• [Data to examine]

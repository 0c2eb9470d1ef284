table! {
    account (id) {
        id -> Int4,
        user_id -> Int4,
        provider -> Text,
        provider_account_id -> Text,
    }
}

table! {
    app_user (id) {
        id -> Int4,
        username -> Text,
        email -> Text,
        password_hash -> Text,
        created_at -> Timestamptz,
    }
}

table! {
    blog (id) {
        id -> Int4,
        title -> Text,
        content -> Text,
        cover_image -> Text,
        tags -> Text,
        author_id -> Int4,
        created_at -> Timestamptz,
    }
}

table! {
    community (id) {
        id -> Int4,
        name -> Text,
        slug -> Text,
        created_at -> Timestamptz,
        updated_at -> Timestamptz,
        creator_id -> Nullable<Int4>,
    }
}

table! {
    post (id) {
        id -> Int4,
        title -> Text,
        content -> Text,
        created_at -> Timestamptz,
        updated_at -> Timestamptz,
        author_id -> Int4,
        community_id -> Int4,
    }
}

table! {
    session (id) {
        id -> Text,
        expires -> Timestamptz,
        user_id -> Int4,
    }
}

table! {
    subscription (user_id, community_id) {
        user_id -> Int4,
        community_id -> Int4,
    }
}

table! {
    use diesel::sql_types::*;
    use crate::models::post::sql_types::VoteType;

    vote (user_id, post_id) {
        user_id -> Int4,
        post_id -> Int4,
        vote_type -> VoteType,
    }
}

joinable!(account -> app_user (user_id));
joinable!(blog -> app_user (author_id));
joinable!(community -> app_user (creator_id));
joinable!(post -> app_user (author_id));
joinable!(post -> community (community_id));
joinable!(session -> app_user (user_id));
joinable!(subscription -> app_user (user_id));
joinable!(subscription -> community (community_id));
joinable!(vote -> app_user (user_id));
joinable!(vote -> post (post_id));

allow_tables_to_appear_in_same_query!(
    account,
    app_user,
    blog,
    community,
    post,
    session,
    subscription,
    vote,
);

• [About this exercise] How many lines of the entries hold the word "joinable"? Respond with the number alone.

• [Written response] 10